Let Us Begin…..Garland “Jake” Stahl

The construction of the  new Fenway Park actually took a break during the holidays of 1911. I thought this might be a good time to introduce the Red Sox of 1912 and get to know them a bit. So drum roll if you please…..Ladies and gentlemen, I give you the 1912 Boston Red Sox as they looked in spring training in Hot Springs Arkansas!

They are: Bottom row, left to right: 1. Steve Yerkes 2. Jack Lewis 3. Duffy Lewis 4. Larry Pape 5. Fred Anderson 6. Eddie Cicotte 7. Tris Speaker 8. Jake Stahl, manager 9. Hick Cady 10. Pinch Thomas 11. Smokey Joe Wood 12. Charley Hall 13. Olaf Henriksen 14. Buck O’Brien 15. Les Numamaker.
Top row, right to left: 16. Quirk 17. Shinn 18. Goodman 19. Jack Bushelman 20. Hugh Bedient 21. Larry Gardner 22. Heinie Wagner 23. Marty Krug 24. Clyde Engle 25. Hugh Bradley 26. Dutch Leonard 27. Bill Carrigan 28. Ray Collins 29. Casey Hagerman

This was their top man. He is Garland “Jake” Stahl and he was the first manager to carry a line up card to home plate at Fenway Park. He also played the bulk of first base as well.

The 33-year-old player manager was the oldest man on the team and he was on his second tenure with the Red Sox, having made his debut with them in 1903. At 6’2″ and 195 lbs, Stahl was one of the early “sluggers” in the American League having led the junior circuit with 10 home runs in 1910. In fact he was so intimidating, he was often thrown at and led the league being plunked, twice.

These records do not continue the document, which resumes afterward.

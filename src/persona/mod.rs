//! Persona documents and trait normalization
//!
//! A persona's traits are written either as a list of tags or as a map of
//! trait name to strength. Every numeric algorithm works on the map form,
//! so both shapes are normalized into a `TraitVector` first.

pub mod compare;
pub mod meta;
pub mod store;

use eyre::Result;
use indexmap::IndexMap;
use serde::{Deserialize, Serialize};

/// Canonical trait name -> strength mapping
pub type TraitVector = IndexMap<String, f64>;

/// Traits as they appear in a persona file
#[derive(Debug, Clone, PartialEq, Serialize, Deserialize)]
#[serde(untagged)]
pub enum Traits {
    /// Free-form tags, each implicitly present at strength 1
    Tags(Vec<String>),
    /// Named strengths, conventionally in [0, 1]
    Scores(TraitVector),
}

impl Default for Traits {
    fn default() -> Self {
        Traits::Scores(TraitVector::new())
    }
}

impl Traits {
    /// Convert into the canonical numeric form.
    ///
    /// Tags map to `1.0`; a repeated tag is set again rather than summed.
    /// Scores are passed through, but NaN and infinities are rejected so
    /// they never reach the similarity or layout math.
    pub fn normalize(&self) -> Result<TraitVector> {
        match self {
            Traits::Tags(tags) => {
                let mut vector = TraitVector::with_capacity(tags.len());
                for tag in tags {
                    vector.insert(tag.clone(), 1.0);
                }
                Ok(vector)
            }
            Traits::Scores(scores) => {
                if let Some((name, value)) = scores.iter().find(|(_, v)| !v.is_finite()) {
                    eyre::bail!("Invalid trait value for '{}': {}", name, value);
                }
                Ok(scores.clone())
            }
        }
    }

    pub fn len(&self) -> usize {
        match self {
            Traits::Tags(tags) => tags.len(),
            Traits::Scores(scores) => scores.len(),
        }
    }

    pub fn is_empty(&self) -> bool {
        self.len() == 0
    }
}

/// Provenance of a merged (meta) persona
#[derive(Debug, Clone, PartialEq, Serialize, Deserialize)]
pub struct Origin {
    /// Slugs of the personas that were merged
    pub sources: Vec<String>,
    /// Merge strategy name
    pub method: String,
    #[serde(default, skip_serializing_if = "Option::is_none")]
    pub weights: Option<IndexMap<String, f64>>,
    /// Date of the merge (YYYY-MM-DD)
    pub date: String,
}

/// A persona as loaded from its latest version file
#[derive(Debug, Clone, PartialEq, Serialize, Deserialize)]
pub struct Persona {
    /// Directory name; not part of the YAML document
    #[serde(default, skip_serializing_if = "String::is_empty")]
    pub slug: String,

    pub name: String,

    #[serde(default)]
    pub traits: Traits,

    #[serde(default, skip_serializing_if = "Option::is_none")]
    pub description: Option<String>,

    #[serde(default, skip_serializing_if = "Option::is_none")]
    pub style: Option<String>,

    #[serde(default, skip_serializing_if = "Option::is_none")]
    pub tone: Option<String>,

    #[serde(default, skip_serializing_if = "Vec::is_empty")]
    pub tags: Vec<String>,

    #[serde(default, skip_serializing_if = "Option::is_none")]
    pub origin: Option<Origin>,
}

impl Persona {
    pub fn new(slug: &str, name: &str, traits: Traits) -> Self {
        Self {
            slug: slug.to_string(),
            name: name.to_string(),
            traits,
            description: None,
            style: None,
            tone: None,
            tags: Vec::new(),
            origin: None,
        }
    }

    /// Normalized traits of this persona
    pub fn trait_vector(&self) -> Result<TraitVector> {
        self.traits
            .normalize()
            .map_err(|e| eyre::eyre!("Persona '{}': {}", self.slug, e))
    }
}
use colored::*;
use eyre::{Context, Result};
use std::fs;
use std::path::Path;

use crate::cli::{LayoutOverrides, OutputFormat};
use crate::config::Config;
use crate::layout::{LayoutConfig, compute_layout, compute_positions};
use crate::persona::store::PersonaStore;
use crate::similarity::SimilarityEdge;

pub fn run(overrides: LayoutOverrides, edges: Option<&Path>, format: OutputFormat, config: &Config) -> Result<()> {
    let layout_config = apply_overrides(&config.layout, &overrides);
    layout_config.validate()?;
    log::info!("Layout settings: {:?}", layout_config);

    if let Some(path) = edges {
        return run_edges(path, &layout_config, format);
    }

    let store = PersonaStore::new(config.personas_dir());
    let personas = store.load_all()?;
    let nodes = compute_layout(&personas, &layout_config)?;

    match format {
        OutputFormat::Json => println!("{}", serde_json::to_string_pretty(&nodes)?),
        OutputFormat::Yaml => println!("{}", serde_yaml::to_string(&nodes)?),
        OutputFormat::Text => {
            println!("{}", "Persona Similarity Map:".bold());
            println!(
                "  {}",
                format!(
                    "{} iterations, repulsion {}, attraction {}",
                    layout_config.iterations, layout_config.repulsion, layout_config.attraction
                )
                .dimmed()
            );
            println!();

            if nodes.is_empty() {
                println!("  {} No personas found in {}", "(none)".dimmed(), store.root().display());
            }
            for node in &nodes {
                println!(
                    "  {} {:<24} x={:>7.2} y={:>7.2}  {}",
                    "●".green(),
                    node.id.bold(),
                    node.x,
                    node.y,
                    node.label.dimmed()
                );
            }
        }
    }

    Ok(())
}

fn run_edges(path: &Path, layout_config: &LayoutConfig, format: OutputFormat) -> Result<()> {
    let edges = read_edges(path)?;
    let positions = compute_positions(&edges, layout_config);

    match format {
        OutputFormat::Json => println!("{}", serde_json::to_string_pretty(&positions)?),
        OutputFormat::Yaml => println!("{}", serde_yaml::to_string(&positions)?),
        OutputFormat::Text => {
            println!("{} {}", "Layout of".bold(), path.display());
            println!();
            for p in &positions {
                println!("  {} {:<24} x={:>7.2} y={:>7.2}", "●".green(), p.id.bold(), p.x, p.y);
            }
        }
    }

    Ok(())
}

/// Read similarity edges from a JSON or YAML file
fn read_edges(path: &Path) -> Result<Vec<SimilarityEdge>> {
    let content = fs::read_to_string(path).with_context(|| format!("Failed to read edges file: {}", path.display()))?;

    // YAML is a superset of JSON, so one parser covers both
    let edges: Vec<SimilarityEdge> =
        serde_yaml::from_str(&content).with_context(|| format!("Failed to parse edges file: {}", path.display()))?;

    if let Some(bad) = edges.iter().find(|e| !e.similarity.is_finite()) {
        eyre::bail!("Non-finite similarity for {} ↔ {}", bad.source, bad.target);
    }

    Ok(edges)
}

fn apply_overrides(base: &LayoutConfig, overrides: &LayoutOverrides) -> LayoutConfig {
    let mut config = base.clone();
    if let Some(iterations) = overrides.iterations {
        config.iterations = iterations;
    }
    if let Some(repulsion) = overrides.repulsion {
        config.repulsion = repulsion;
    }
    if let Some(attraction) = overrides.attraction {
        config.attraction = attraction;
    }
    config
}

#[cfg(test)]
mod tests {
    use super::*;

    #[test]
    fn test_apply_overrides() {
        let base = LayoutConfig::default();
        let overrides = LayoutOverrides {
            iterations: Some(5),
            repulsion: None,
            attraction: Some(0.5),
        };

        let merged = apply_overrides(&base, &overrides);
        assert_eq!(merged.iterations, 5);
        assert_eq!(merged.repulsion, base.repulsion);
        assert_eq!(merged.attraction, 0.5);
    }

    #[test]
    fn test_read_edges_json() {
        let temp = tempfile::TempDir::new().unwrap();
        let path = temp.path().join("edges.json");
        fs::write(&path, r#"[{"source": "a", "target": "b", "similarity": 0.4706}]"#).unwrap();

        let edges = read_edges(&path).unwrap();
        assert_eq!(edges.len(), 1);
        assert_eq!(edges[0].source, "a");
        assert_eq!(edges[0].similarity, 0.4706);
    }

    #[test]
    fn test_read_edges_yaml() {
        let temp = tempfile::TempDir::new().unwrap();
        let path = temp.path().join("edges.yaml");
        fs::write(&path, "- source: a\n  target: b\n  similarity: 1.0\n- source: b\n  target: c\n  similarity: 0.2\n").unwrap();

        assert_eq!(read_edges(&path).unwrap().len(), 2);
    }

    #[test]
    fn test_read_edges_rejects_garbage() {
        let temp = tempfile::TempDir::new().unwrap();
        let path = temp.path().join("edges.json");
        fs::write(&path, r#"{"not": "a list"}"#).unwrap();

        assert!(read_edges(&path).is_err());
    }

    #[test]
    fn test_no_overrides_is_identity() {
        let base = LayoutConfig::default();
        assert_eq!(apply_overrides(&base, &LayoutOverrides::default()), base);
    }
}
//! Persona browsing commands

use colored::*;
use eyre::{Context, Result};
use serde::Serialize;

use crate::cli::{OutputFormat, PersonaAction};
use crate::config::Config;
use crate::persona::compare::compare_traits;
use crate::persona::store::PersonaStore;
use crate::persona::{Persona, Traits};

pub fn run(action: PersonaAction, config: &Config) -> Result<()> {
    let store = PersonaStore::new(config.personas_dir());

    match action {
        PersonaAction::List { format } => list(&store, OutputFormat::resolve(format)),
        PersonaAction::Show { slug, revision, format } => {
            show(&store, &slug, revision.as_deref(), OutputFormat::resolve(format))
        }
        PersonaAction::Versions { slug, format } => versions(&store, &slug, OutputFormat::resolve(format)),
        PersonaAction::Compare { slug, from, to, format } => {
            compare(&store, &slug, &from, &to, OutputFormat::resolve(format))
        }
    }
}

/// Load a persona's latest version or fail with a readable message
pub fn require_persona(store: &PersonaStore, slug: &str) -> Result<Persona> {
    store
        .load(slug)?
        .ok_or_else(|| eyre::eyre!("Persona '{}' not found in {}", slug, store.root().display()))
}

fn list(store: &PersonaStore, format: OutputFormat) -> Result<()> {
    let personas = store.load_all()?;

    #[derive(Serialize)]
    struct PersonaSummary {
        slug: String,
        name: String,
        traits: usize,
        meta: bool,
    }

    let summaries: Vec<PersonaSummary> = personas
        .iter()
        .map(|p| PersonaSummary {
            slug: p.slug.clone(),
            name: p.name.clone(),
            traits: p.traits.len(),
            meta: p.origin.is_some(),
        })
        .collect();

    match format {
        OutputFormat::Json => println!("{}", serde_json::to_string_pretty(&summaries)?),
        OutputFormat::Yaml => println!("{}", serde_yaml::to_string(&summaries)?),
        OutputFormat::Text => {
            println!("{}", "Personas:".bold());
            println!();

            if personas.is_empty() {
                println!("  {} No personas found in {}", "(none)".dimmed(), store.root().display());
            } else {
                for persona in &personas {
                    let marker = if persona.origin.is_some() { "◆".magenta() } else { "●".green() };
                    println!("  {} {} {}", marker, persona.slug.bold(), persona.name.dimmed());
                    println!("    Traits: {}", trait_summary(&persona.traits).cyan());
                }
            }
        }
    }

    Ok(())
}

fn show(store: &PersonaStore, slug: &str, revision: Option<&str>, format: OutputFormat) -> Result<()> {
    let persona = match revision {
        Some(version) => store.load_version(slug, version)?,
        None => require_persona(store, slug)?,
    };

    match format {
        OutputFormat::Json => println!("{}", serde_json::to_string_pretty(&persona)?),
        OutputFormat::Yaml => println!("{}", serde_yaml::to_string(&persona)?),
        OutputFormat::Text => {
            println!("{} {}", "Persona:".bold(), persona.name.green().bold());
            println!("{} {}", "Slug:".bold(), persona.slug);

            if let Some(ref description) = persona.description {
                println!();
                println!("{} {}", "Description:".bold(), description);
            }
            if let Some(ref tone) = persona.tone {
                println!("{} {}", "Tone:".bold(), tone);
            }
            if let Some(ref style) = persona.style {
                println!("{} {}", "Style:".bold(), style);
            }

            println!();
            println!("{}", "Traits:".bold());
            let vector = persona.trait_vector()?;
            if persona.traits.is_empty() {
                println!("  {}", "(none)".dimmed());
            }
            match persona.traits {
                Traits::Tags(_) => {
                    for name in vector.keys() {
                        println!("  {} {}", "•".cyan(), name);
                    }
                }
                Traits::Scores(_) => {
                    let mut sorted: Vec<(&String, &f64)> = vector.iter().collect();
                    sorted.sort_by(|a, b| b.1.partial_cmp(a.1).unwrap_or(std::cmp::Ordering::Equal));
                    for (name, value) in sorted {
                        println!("  {} {:<20} {:.2}", "•".cyan(), name, value);
                    }
                }
            }

            if let Some(ref origin) = persona.origin {
                println!();
                println!(
                    "{} merged from {} ({}, {})",
                    "Origin:".bold(),
                    origin.sources.join(", ").cyan(),
                    origin.method.magenta(),
                    origin.date
                );
            }
        }
    }

    Ok(())
}

fn versions(store: &PersonaStore, slug: &str, format: OutputFormat) -> Result<()> {
    let versions = store.versions(slug)?;
    if versions.is_empty() {
        eyre::bail!("Persona '{}' has no versions in {}", slug, store.root().display());
    }

    match format {
        OutputFormat::Json => println!("{}", serde_json::to_string_pretty(&versions)?),
        OutputFormat::Yaml => println!("{}", serde_yaml::to_string(&versions)?),
        OutputFormat::Text => {
            println!("{} {}", "Versions of".bold(), slug.green().bold());
            let latest = versions.len() - 1;
            for (i, version) in versions.iter().enumerate() {
                if i == latest {
                    println!("  {} {} {}", "●".green(), version, "(latest)".dimmed());
                } else {
                    println!("  {} {}", "○".dimmed(), version);
                }
            }
        }
    }

    Ok(())
}

fn compare(store: &PersonaStore, slug: &str, from: &str, to: &str, format: OutputFormat) -> Result<()> {
    let before = store
        .load_version(slug, from)
        .with_context(|| format!("Failed to load version {} of '{}'", from, slug))?;
    let after = store
        .load_version(slug, to)
        .with_context(|| format!("Failed to load version {} of '{}'", to, slug))?;

    let deltas = compare_traits(&before.trait_vector()?, &after.trait_vector()?);

    match format {
        OutputFormat::Json => println!("{}", serde_json::to_string_pretty(&deltas)?),
        OutputFormat::Yaml => println!("{}", serde_yaml::to_string(&deltas)?),
        OutputFormat::Text => {
            println!("{} {} {} → {}", "Comparing".bold(), slug.green().bold(), from, to);
            println!();
            for d in &deltas {
                let change = if d.delta > 0.0 {
                    format!("{:+.2}", d.delta).green()
                } else if d.delta < 0.0 {
                    format!("{:+.2}", d.delta).red()
                } else {
                    "  =".dimmed()
                };
                println!(
                    "  {:<20} {:>6} → {:<6} {}",
                    d.name,
                    fmt_value(d.before),
                    fmt_value(d.after),
                    change
                );
            }
        }
    }

    Ok(())
}

fn fmt_value(value: Option<f64>) -> String {
    value.map(|v| format!("{:.2}", v)).unwrap_or_else(|| "-".to_string())
}

fn trait_summary(traits: &Traits) -> String {
    match traits {
        Traits::Tags(tags) => tags.join(", "),
        Traits::Scores(scores) => scores
            .iter()
            .map(|(k, v)| format!("{}={:.2}", k, v))
            .collect::<Vec<_>>()
            .join(", "),
    }
}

Stahl had eight hits in the 1912 World Series.

He piloted the Red Sox to their best season in history as they won 105 games in their inaugural Fenway season and went on to win their second World Series; starting a stretch of success that baseball had never seen.

A rift opened up between Stahl and owner Jimmy McAleer during the 1913 season which divided the team into factions; with Bill Carrigan, Duffy Lewis and Heinie Wagner siding with McAleer and Tris Speaker, “Smokey” Joe Wood and Larry Gardner in the managers corner.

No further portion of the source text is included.